----- Exercise data -----
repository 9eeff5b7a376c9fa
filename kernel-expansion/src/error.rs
use thiserror::Error;

/// Everything that can go wrong while configuring or applying an expansion
#[derive(Debug, Clone, PartialEq, Error)]
pub enum ExpansionError {
    /// The parameters are outside the domain the kernel accepts
    #[error("invalid kernel configuration: {reason}")]
    InvalidConfiguration {
        /// What was wrong with the parameters
        reason: String,
    },

    /// The kernel identifier is not one of the recognized names
    #[error("unrecognized kernel name {name:?}, expected one of \"\", \"poly\" or \"rbf\"")]
    UnknownKernel {
        /// The rejected identifier
        name: String,
    },

    /// The input vector does not have the configured dimensionality
    #[error("invalid input: expected a vector of length {expected}, got {got}")]
    InvalidInput {
        /// The configured input dimensionality
        expected: usize,
        /// The length of the supplied vector
        got: usize,
    },
}

impl ExpansionError {
    /// Whether this error was raised while constructing an expansion
    pub fn is_configuration(&self) -> bool {
        matches!(
            self,
            ExpansionError::InvalidConfiguration { .. } | ExpansionError::UnknownKernel { .. }
        )
    }
}

/// Result type of all fallible expansion operations
pub type Result<T> = std::result::Result<T, ExpansionError>;
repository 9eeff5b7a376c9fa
//! Explicit kernel feature expansions, mapping input vectors into a higher
//! dimensional space so that a linear predictor can learn non-linear
//! decision boundaries.

#![deny(unused_imports)]
#![warn(missing_docs)]

#[macro_use]
extern crate log;

use nalgebra::{Const, DMatrix, Dim, Dyn, Matrix, VecStorage};

mod error;
mod kernel;
mod kernel_expansion;
mod monomials;
mod params;

pub use error::{ExpansionError, Result};
pub use kernel::Kernel;
pub use kernel_expansion::KernelExpansion;
pub use monomials::MAX_FEATURES_DIM;
pub use params::{Params, DEFAULT_SIGMA};

/// An owned row of expanded features
pub type FeatureRow = Matrix<f64, Const<1>, Dyn, VecStorage<f64, Const<1>, Dyn>>;

/// Anything that maps input vectors into a fixed size feature space
pub trait FeatureExpansion {
    /// The length every input vector must have
    fn input_dim(&self) -> usize;

    /// The length of every vector produced by `expand`
    fn features_dim(&self) -> usize;

    /// Whether `expand` is the identity map
    fn is_linear_kernel(&self) -> bool;

    /// Expand a single input vector
    fn expand(&self, x: &[f64]) -> Result<FeatureRow>;

    /// Expand a batch of inputs
    ///
    /// # Arguments
    /// inputs: Number of rows are the observed datapoints and number of columns
    /// represent the input features
    fn expand_rows(&self, inputs: &DMatrix<f64>) -> Result<DMatrix<f64>> {
        if inputs.ncols() != self.input_dim() {
            return Err(ExpansionError::InvalidInput {
                expected: self.input_dim(),
                got: inputs.ncols(),
            });
        }

        let mut full_features: DMatrix<f64> = Matrix::from_element_generic(
            Dim::from_usize(inputs.nrows()),
            Dim::from_usize(self.features_dim()),
            0.0,
        );
        for i in 0..inputs.nrows() {
            let x: Vec<f64> = inputs.row(i).iter().cloned().collect();
            full_features.set_row(i, &self.expand(&x)?);
        }
        debug!(
            "expanded {} rows from {} to {} features",
            inputs.nrows(),
            inputs.ncols(),
            full_features.ncols()
        );

        Ok(full_features)
    }
}
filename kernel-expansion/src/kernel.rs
use std::{fmt, str::FromStr};

use crate::ExpansionError;

/// The family of expansion to apply to input vectors
#[derive(Debug, Clone, Copy, PartialEq, Eq, Hash, Default)]
pub enum Kernel {
    /// No expansion, the features are passed through unchanged
    #[default]
    Linear,
    /// Monomials realizing the kernel (1 + x·y)^d
    Polynomial,
    /// Truncated Taylor features of the gaussian kernel exp(-|x - y|² / 2σ²)
    RadialBasis,
}

impl Kernel {
    /// The identifier used for this kernel in model configurations.
    /// The linear kernel is identified by the empty string.
    pub const fn name(&self) -> &'static str {
        match self {
            Kernel::Linear => "",
            Kernel::Polynomial => "poly",
            Kernel::RadialBasis => "rbf",
        }
    }

    /// Whether the bandwidth parameter has any effect on this kernel
    #[inline(always)]
    pub const fn uses_sigma(&self) -> bool {
        matches!(self, Kernel::RadialBasis)
    }
}

impl FromStr for Kernel {
    type Err = ExpansionError;

    fn from_str(s: &str) -> Result<Self, Self::Err> {
        match s {
            "" => Ok(Kernel::Linear),
            "poly" => Ok(Kernel::Polynomial),
            "rbf" => Ok(Kernel::RadialBasis),
            other => Err(ExpansionError::UnknownKernel {
                name: other.to_string(),
            }),
        }
    }
}

impl fmt::Display for Kernel {
    fn fmt(&self, f: &mut fmt::Formatter<'_>) -> fmt::Result {
        f.write_str(self.name())
    }
}
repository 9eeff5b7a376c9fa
#[macro_use]
extern crate log;

use dialoguer::{theme::ColorfulTheme, Input, Select};
use kernel_expansion::{FeatureExpansion, Kernel, KernelExpansion, Params, DEFAULT_SIGMA};
use nalgebra::{DMatrix, Dim, Matrix};
use time_series_generator::generate_sine_wave;

const NUM_TIME_DELAY_TAPS: usize = 3;

pub(crate) fn main() {
    pretty_env_logger::init();

    let kernels = [Kernel::Linear, Kernel::Polynomial, Kernel::RadialBasis];
    let names = ["Linear", "Polynomial", "Radial Basis"];
    let k = Select::with_theme(&ColorfulTheme::default())
        .with_prompt("Select kernel")
        .items(&names)
        .default(0)
        .interact()
        .unwrap();
    let kernel = kernels[k];

    let mut params = Params::new(kernel, 0, NUM_TIME_DELAY_TAPS);
    if kernel != Kernel::Linear {
        params.d = Input::with_theme(&ColorfulTheme::default())
            .with_prompt("Expansion order")
            .default(2_usize)
            .interact_text()
            .unwrap();
    }
    if kernel.uses_sigma() {
        params.sigma = Input::with_theme(&ColorfulTheme::default())
            .with_prompt("Sigma")
            .default(DEFAULT_SIGMA)
            .interact_text()
            .unwrap();
    }

    if let Err(e) = run(params) {
        error!("{}", e);
        std::process::exit(1);
    }
}

fn run(params: Params) -> kernel_expansion::Result<()> {
    let expansion = KernelExpansion::new(params)?;

    let values: Vec<f64> = generate_sine_wave(100);
    info!("got {} datapoints", values.len());
    let inputs = delay_embed(&values, NUM_TIME_DELAY_TAPS);
    info!("inputs.nrows(): {}, inputs.ncols(): {}", inputs.nrows(), inputs.ncols());

    let full_features = expansion.expand_rows(&inputs)?;
    info!(
        "kernel {:?} expanded {} inputs into {} features",
        expansion.kernel(),
        expansion.input_dim(),
        full_features.ncols()
    );

    // the dot products of expanded rows reproduce the kernel
    let mut max_err: f64 = 0.0;
    for i in 1..inputs.nrows() {
        let x: Vec<f64> = inputs.row(i - 1).iter().cloned().collect();
        let y: Vec<f64> = inputs.row(i).iter().cloned().collect();
        let k = expansion.kernel_value(&x, &y)?;
        let dot = full_features.row(i - 1).dot(&full_features.row(i));
        max_err = max_err.max((k - dot).abs());
    }
    info!("max deviation between kernel and feature dot products: {:e}", max_err);

    Ok(())
}

/// Rows hold the current value followed by its predecessors
fn delay_embed(values: &[f64], num_taps: usize) -> DMatrix<f64> {
    let nrows = values.len().saturating_sub(num_taps - 1);
    Matrix::from_fn_generic(Dim::from_usize(nrows), Dim::from_usize(num_taps), |i, j| {
        values[i + num_taps - 1 - j]
    })
}
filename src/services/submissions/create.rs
use actix_web::{HttpRequest, HttpResponse, Result as ActixResult};

use super::SubmissionService;
use crate::models::common::JsonObject;
use crate::models::{ApiResponse, ErrorCode};
use crate::utils::document::json_object_to_document;

pub async fn create_submission(
    service: &SubmissionService,
    request: &HttpRequest,
    body: JsonObject,
) -> ActixResult<HttpResponse> {
    let storage = service.get_storage(request);

    let document = match json_object_to_document(body) {
        Ok(document) => document,
        Err(e) => {
            return Ok(HttpResponse::BadRequest().json(ApiResponse::error_empty(
                ErrorCode::InvalidPayload,
                format!("Invalid submission payload: {e}"),
            )));
        }
    };

    match storage.create_submission(document).await {
        Ok(ack) => {
            tracing::info!("Submission {} created", ack.inserted_id);
            Ok(HttpResponse::Ok().json(ack))
        }
        Err(e) => {
            tracing::error!("Failed to create submission: {}", e);
            Ok(
                HttpResponse::InternalServerError().json(ApiResponse::error_empty(
                    ErrorCode::DatabaseError,
                    format!("Failed to create submission: {e}"),
                )),
            )
        }
    }
}
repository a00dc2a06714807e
use actix_web::{HttpResponse, Result as ActixResult};

use crate::models::auth::requests::IssueTokenRequest;
use crate::models::{ApiResponse, ErrorCode, SuccessResponse};
use crate::utils::jwt::JwtUtils;

use super::AuthService;

/// 处理会话令牌签发
///
/// 请求体原样作为 Claims 签名，不校验调用方身份。
pub async fn handle_issue_token(
    service: &AuthService,
    payload: IssueTokenRequest,
) -> ActixResult<HttpResponse> {
    let config = service.get_config();
    let email = payload
        .get("email")
        .and_then(|email| email.as_str())
        .map(str::to_owned);

    match JwtUtils::issue_session_token(payload) {
        Ok(token) => {
            tracing::info!(
                "Issued session token for {:?}, valid for {} minutes",
                email,
                config.jwt.token_expiry
            );

            Ok(HttpResponse::Ok()
                .cookie(JwtUtils::create_session_cookie(&token))
                .json(SuccessResponse::ok()))
        }
        Err(e) => {
            tracing::error!("Failed to sign session token: {}", e);
            Ok(
                HttpResponse::InternalServerError().json(ApiResponse::error_empty(
                    ErrorCode::TokenIssueFailed,
                    "Unable to issue session token",
                )),
            )
        }
    }
}
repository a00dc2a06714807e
//! BSON 文档与 JSON 之间的转换
//!
//! 响应中的 ObjectId 一律输出为 24 位十六进制字符串，日期输出为 RFC 3339，
//! 其余类型按 relaxed extended JSON 输出。

use mongodb::bson::{self, Bson, Document};
use serde_json::Value;

use crate::errors::Result;
use crate::models::common::JsonObject;

/// 将客户端提交的 JSON 对象转换为 BSON 文档
///
/// 客户端传入的 `_id` 会被丢弃，文档 ID 始终由存储层生成。
pub fn json_object_to_document(mut object: JsonObject) -> Result<Document> {
    object.remove("_id");
    Ok(bson::to_document(&object)?)
}

/// 构造 `$set` 内容：白名单字段逐个写入，缺失的字段写为 null
pub fn set_document<'a, I>(fields: I) -> Result<Document>
where
    I: IntoIterator<Item = (&'a str, Option<Value>)>,
{
    let mut set = Document::new();
    for (key, value) in fields {
        let value = match value {
            Some(value) => bson::to_bson(&value)?,
            None => Bson::Null,
        };
        set.insert(key, value);
    }
    Ok(set)
}

/// 为新文档分配 ID，并将 `_id` 放在首位
pub fn with_generated_id(document: Document) -> (bson::oid::ObjectId, Document) {
    let id = bson::oid::ObjectId::new();
    let mut with_id = bson::doc! { "_id": id };
    for (key, value) in document {
        with_id.insert(key, value);
    }
    (id, with_id)
}

/// 将 BSON 文档转换为响应用的 JSON
pub fn document_to_json(document: Document) -> Value {
    Value::Object(
        document
            .into_iter()
            .map(|(key, value)| (key, bson_to_json(value)))
            .collect(),
    )
}

/// 批量转换为 JSON 数组
pub fn documents_to_json(documents: Vec<Document>) -> Value {
    Value::Array(documents.into_iter().map(document_to_json).collect())
}

fn bson_to_json(value: Bson) -> Value {
    match value {
        Bson::ObjectId(id) => Value::String(id.to_hex()),
        Bson::DateTime(dt) => match dt.try_to_rfc3339_string() {
            Ok(s) => Value::String(s),
            Err(_) => Bson::DateTime(dt).into_relaxed_extjson(),
        },
        Bson::Document(doc) => document_to_json(doc),
        Bson::Array(items) => Value::Array(items.into_iter().map(bson_to_json).collect()),
        other => other.into_relaxed_extjson(),
    }
}

/// 读取文档中的引用 ID，兼容十六进制字符串与原生 ObjectId 两种存法
pub fn referenced_object_id(document: &Document, key: &str) -> Option<bson::oid::ObjectId> {
    match document.get(key)? {
        Bson::ObjectId(id) => Some(*id),
        Bson::String(hex) => bson::oid::ObjectId::parse_str(hex).ok(),
        _ => None,
    }
}

#[cfg(test)]
mod tests {
    use super::*;
    use mongodb::bson::{doc, oid::ObjectId};
    use serde_json::json;

    #[test]
    fn test_object_id_rendered_as_hex() {
        let id = ObjectId::new();
        let value = document_to_json(doc! { "_id": id, "nested": { "ref": id } });
        assert_eq!(value["_id"], id.to_hex());
        assert_eq!(value["nested"]["ref"], id.to_hex());
    }

    #[test]
    fn test_client_id_is_dropped() {
        let object = json!({ "_id": "abc", "title": "Algebra 1", "marks": 100 })
            .as_object()
            .cloned()
            .unwrap();
        let document = json_object_to_document(object).unwrap();
        assert!(!document.contains_key("_id"));
        assert_eq!(document.get_str("title").unwrap(), "Algebra 1");
        assert_eq!(document_to_json(document)["marks"], 100);
    }

    #[test]
    fn test_set_document_writes_null_for_missing_fields() {
        let set = set_document([("title", Some(json!("Essay"))), ("marks", None)]).unwrap();
        assert_eq!(set.get_str("title").unwrap(), "Essay");
        assert_eq!(set.get("marks"), Some(&Bson::Null));
        assert_eq!(set.len(), 2);
    }

    #[test]
    fn test_referenced_object_id_accepts_hex_and_native() {
        let id = ObjectId::new();
        assert_eq!(
            referenced_object_id(&doc! { "assignment_id": id.to_hex() }, "assignment_id"),
            Some(id)
        );
        assert_eq!(
            referenced_object_id(&doc! { "assignment_id": id }, "assignment_id"),
            Some(id)
        );
        assert_eq!(
            referenced_object_id(&doc! { "assignment_id": "bogus" }, "assignment_id"),
            None
        );
        assert_eq!(referenced_object_id(&doc! {}, "assignment_id"), None);
    }
}
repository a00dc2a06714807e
use actix_web::{HttpResponse, Result as ActixResult, web};

pub const ROOT_MESSAGE: &str = "Study Circle is running";

pub async fn root() -> ActixResult<HttpResponse> {
    Ok(HttpResponse::Ok()
        .content_type("text/plain; charset=utf-8")
        .body(ROOT_MESSAGE))
}

// 配置路由
pub fn configure_system_routes(cfg: &mut web::ServiceConfig) {
    cfg.route("/", web::get().to(root));
}
use actix_web::{HttpRequest, HttpResponse, Result as ActixResult};

use super::SubmissionService;
use super::enrich::enrich_with_assignments;
use crate::middlewares::RequireJWT;
use crate::middlewares::require_jwt::UNAUTHORIZED_MESSAGE;
use crate::models::submissions::requests::MySubmissionQuery;
use crate::models::{ApiResponse, ErrorCode};
use crate::utils::document::documents_to_json;

pub const FORBIDDEN_MESSAGE: &str = "forbidden access";

/// 列出当前会话用户的提交
///
/// 查询参数中的邮箱必须与会话 Claims 中的邮箱一致。
pub async fn list_my_submissions(
    service: &SubmissionService,
    request: &HttpRequest,
    query: MySubmissionQuery,
) -> ActixResult<HttpResponse> {
    let Some(claims) = RequireJWT::extract_claims(request) else {
        return Ok(HttpResponse::Unauthorized().json(ApiResponse::error_empty(
            ErrorCode::Unauthorized,
            UNAUTHORIZED_MESSAGE,
        )));
    };

    let email = match (query.email, claims.email()) {
        (Some(requested), Some(owner)) if requested == owner => requested,
        (requested, owner) => {
            tracing::warn!(
                "Rejected submission listing for {:?}, session belongs to {:?}",
                requested,
                owner
            );
            return Ok(HttpResponse::Forbidden().json(ApiResponse::error_empty(
                ErrorCode::Forbidden,
                FORBIDDEN_MESSAGE,
            )));
        }
    };

    let storage = service.get_storage(request);
    let result = match storage.list_submissions_by_email(&email).await {
        Ok(submissions) => enrich_with_assignments(storage.as_ref(), submissions).await,
        Err(e) => Err(e),
    };

    match result {
        Ok(submissions) => Ok(HttpResponse::Ok().json(documents_to_json(submissions))),
        Err(e) => {
            tracing::error!("Failed to list submissions for {}: {}", email, e);
            Ok(
                HttpResponse::InternalServerError().json(ApiResponse::error_empty(
                    ErrorCode::DatabaseError,
                    format!("Failed to list submissions: {e}"),
                )),
            )
        }
    }
}
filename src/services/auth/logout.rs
use actix_web::{HttpResponse, Result as ActixResult};

use crate::models::SuccessResponse;
use crate::utils::jwt::JwtUtils;

/// 处理用户登出
/// 无论请求是否携带 Cookie，都下发过期的空 Cookie 并返回成功
pub async fn handle_logout() -> ActixResult<HttpResponse> {
    // max_age=0 会让浏览器删除该 cookie
    let empty_cookie = JwtUtils::create_empty_session_cookie();

    Ok(HttpResponse::Ok()
        .cookie(empty_cookie)
        .json(SuccessResponse::ok()))
}
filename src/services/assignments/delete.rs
use actix_web::{HttpRequest, HttpResponse, Result as ActixResult};
use mongodb::bson::oid::ObjectId;

use super::AssignmentService;
use crate::models::{ApiResponse, ErrorCode};

/// 删除作业，未命中时返回 deletedCount 为 0 的确认
pub async fn delete_assignment(
    service: &AssignmentService,
    request: &HttpRequest,
    assignment_id: ObjectId,
) -> ActixResult<HttpResponse> {
    let storage = service.get_storage(request);

    match storage.delete_assignment(assignment_id).await {
        Ok(ack) => {
            tracing::info!(
                "Assignment {} delete acknowledged, {} document(s) removed",
                assignment_id,
                ack.deleted_count
            );
            Ok(HttpResponse::Ok().json(ack))
        }
        Err(e) => {
            tracing::error!("Failed to delete assignment {}: {}", assignment_id, e);
            Ok(
                HttpResponse::InternalServerError().json(ApiResponse::error_empty(
                    ErrorCode::DatabaseError,
                    format!("Failed to delete assignment: {e}"),
                )),
            )
        }
    }
}
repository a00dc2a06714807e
pub mod acknowledgement;
pub mod error_code;
pub mod response;

/// 客户端提交的任意 JSON 对象
pub type JsonObject = serde_json::Map<String, serde_json::Value>;
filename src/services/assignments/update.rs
use actix_web::{HttpRequest, HttpResponse, Result as ActixResult};
use mongodb::bson::oid::ObjectId;

use super::AssignmentService;
use crate::models::assignments::requests::UpdateAssignmentRequest;
use crate::models::{ApiResponse, ErrorCode, UpdateOutcome};
use crate::storage::UpdatePolicy;

pub async fn update_assignment(
    service: &AssignmentService,
    request: &HttpRequest,
    assignment_id: ObjectId,
    req: UpdateAssignmentRequest,
) -> ActixResult<HttpResponse> {
    let storage = service.get_storage(request);
    let upsert = UpdatePolicy::from_request(request).upsert;

    let set = match req.into_set_document() {
        Ok(set) => set,
        Err(e) => {
            return Ok(HttpResponse::BadRequest().json(ApiResponse::error_empty(
                ErrorCode::InvalidPayload,
                format!("Invalid assignment payload: {e}"),
            )));
        }
    };

    match storage.update_assignment(assignment_id, set, upsert).await {
        Ok(ack) => match ack.outcome {
            UpdateOutcome::NotFound => Ok(HttpResponse::NotFound().json(ApiResponse::error(
                ErrorCode::AssignmentNotFound,
                ack,
                "Assignment not found",
            ))),
            outcome => {
                tracing::info!("Assignment {} update outcome: {:?}", assignment_id, outcome);
                Ok(HttpResponse::Ok().json(ack))
            }
        },
        Err(e) => {
            tracing::error!("Failed to update assignment {}: {}", assignment_id, e);
            Ok(
                HttpResponse::InternalServerError().json(ApiResponse::error_empty(
                    ErrorCode::DatabaseError,
                    format!("Failed to update assignment: {e}"),
                )),
            )
        }
    }
}
pub mod shutdown;
pub mod startup;
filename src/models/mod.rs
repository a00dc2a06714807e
pub mod assignments;
pub mod auth;
pub mod common;
pub mod submissions;

pub use common::acknowledgement::{
    DeleteAcknowledgement, InsertAcknowledgement, UpdateAcknowledgement, UpdateOutcome,
};
pub use common::error_code::ErrorCode;
pub use common::response::{ApiResponse, SuccessResponse};
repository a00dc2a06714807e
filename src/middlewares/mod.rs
pub mod require_jwt;

pub use require_jwt::RequireJWT;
-----
*Aim of the exercise*
Exactly as written, repeat each line from the beginning of the data above to the line containing "pub enum ExpansionError", inclusive.

*Task result*
repository 9eeff5b7a376c9fa
filename kernel-expansion/src/error.rs
use thiserror::Error;

/// Everything that can go wrong while configuring or applying an expansion
#[derive(Debug, Clone, PartialEq, Error)]
pub enum ExpansionError {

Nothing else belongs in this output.